___ PROVIDED DATA ___
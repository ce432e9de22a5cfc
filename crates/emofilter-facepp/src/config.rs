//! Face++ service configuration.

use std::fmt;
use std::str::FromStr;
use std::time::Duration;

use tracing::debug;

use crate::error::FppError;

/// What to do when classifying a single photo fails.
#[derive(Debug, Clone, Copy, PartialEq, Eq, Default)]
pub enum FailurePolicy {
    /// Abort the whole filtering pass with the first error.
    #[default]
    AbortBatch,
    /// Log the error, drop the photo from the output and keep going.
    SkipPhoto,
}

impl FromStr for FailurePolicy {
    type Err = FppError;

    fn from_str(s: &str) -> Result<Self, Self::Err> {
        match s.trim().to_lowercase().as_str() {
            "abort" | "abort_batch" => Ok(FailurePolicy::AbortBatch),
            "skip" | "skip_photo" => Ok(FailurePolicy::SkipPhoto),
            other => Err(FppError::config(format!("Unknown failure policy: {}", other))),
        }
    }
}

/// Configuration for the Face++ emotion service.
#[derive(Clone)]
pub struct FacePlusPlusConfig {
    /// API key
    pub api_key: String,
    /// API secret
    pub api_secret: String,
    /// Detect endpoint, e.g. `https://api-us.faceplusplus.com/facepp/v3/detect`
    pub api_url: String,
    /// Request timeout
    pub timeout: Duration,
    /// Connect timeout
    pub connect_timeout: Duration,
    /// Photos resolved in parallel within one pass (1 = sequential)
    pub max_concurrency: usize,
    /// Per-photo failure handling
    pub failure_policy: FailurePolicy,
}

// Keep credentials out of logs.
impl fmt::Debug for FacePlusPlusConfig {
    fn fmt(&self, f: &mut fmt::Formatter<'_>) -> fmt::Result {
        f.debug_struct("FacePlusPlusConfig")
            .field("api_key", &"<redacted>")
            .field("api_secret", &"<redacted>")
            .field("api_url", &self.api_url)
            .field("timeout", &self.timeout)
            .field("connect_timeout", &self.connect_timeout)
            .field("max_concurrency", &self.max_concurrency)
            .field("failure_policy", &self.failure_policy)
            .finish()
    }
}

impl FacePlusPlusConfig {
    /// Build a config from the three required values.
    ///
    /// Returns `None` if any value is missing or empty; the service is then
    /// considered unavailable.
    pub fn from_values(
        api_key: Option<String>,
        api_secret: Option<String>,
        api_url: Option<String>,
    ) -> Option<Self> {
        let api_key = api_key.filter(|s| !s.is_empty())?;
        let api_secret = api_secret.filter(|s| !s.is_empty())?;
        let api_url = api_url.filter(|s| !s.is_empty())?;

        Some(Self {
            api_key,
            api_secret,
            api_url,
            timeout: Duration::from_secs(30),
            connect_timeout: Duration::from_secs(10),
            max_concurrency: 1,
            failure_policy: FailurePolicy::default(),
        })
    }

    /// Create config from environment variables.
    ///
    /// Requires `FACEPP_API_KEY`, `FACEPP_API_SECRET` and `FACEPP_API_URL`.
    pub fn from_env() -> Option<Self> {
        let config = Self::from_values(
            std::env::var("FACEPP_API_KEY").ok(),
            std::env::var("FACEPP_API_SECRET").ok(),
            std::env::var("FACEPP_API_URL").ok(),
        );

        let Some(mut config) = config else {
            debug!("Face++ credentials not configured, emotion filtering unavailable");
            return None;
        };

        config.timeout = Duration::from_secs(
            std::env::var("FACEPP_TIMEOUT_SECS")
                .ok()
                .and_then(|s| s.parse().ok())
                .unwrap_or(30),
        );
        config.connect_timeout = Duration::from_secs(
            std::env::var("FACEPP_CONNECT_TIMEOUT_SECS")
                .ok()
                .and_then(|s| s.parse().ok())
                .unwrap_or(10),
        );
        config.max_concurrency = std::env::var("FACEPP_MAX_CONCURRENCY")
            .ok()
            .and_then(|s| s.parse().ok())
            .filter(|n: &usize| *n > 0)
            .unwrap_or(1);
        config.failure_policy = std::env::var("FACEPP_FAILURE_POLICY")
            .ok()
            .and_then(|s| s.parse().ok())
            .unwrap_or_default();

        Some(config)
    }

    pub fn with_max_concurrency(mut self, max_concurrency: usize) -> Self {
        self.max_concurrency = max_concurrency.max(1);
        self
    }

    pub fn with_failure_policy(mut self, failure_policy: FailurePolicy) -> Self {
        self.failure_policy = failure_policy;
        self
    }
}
___
INSTRUCTIONS FOR THE TASK:
Each line from the material above that mentions the word "field" needs to be copied.

ANSWER BOX:
            .field("api_key", &"<redacted>")
            .field("api_secret", &"<redacted>")
            .field("api_url", &self.api_url)
            .field("timeout", &self.timeout)
            .field("connect_timeout", &self.connect_timeout)
            .field("max_concurrency", &self.max_concurrency)
            .field("failure_policy", &self.failure_policy)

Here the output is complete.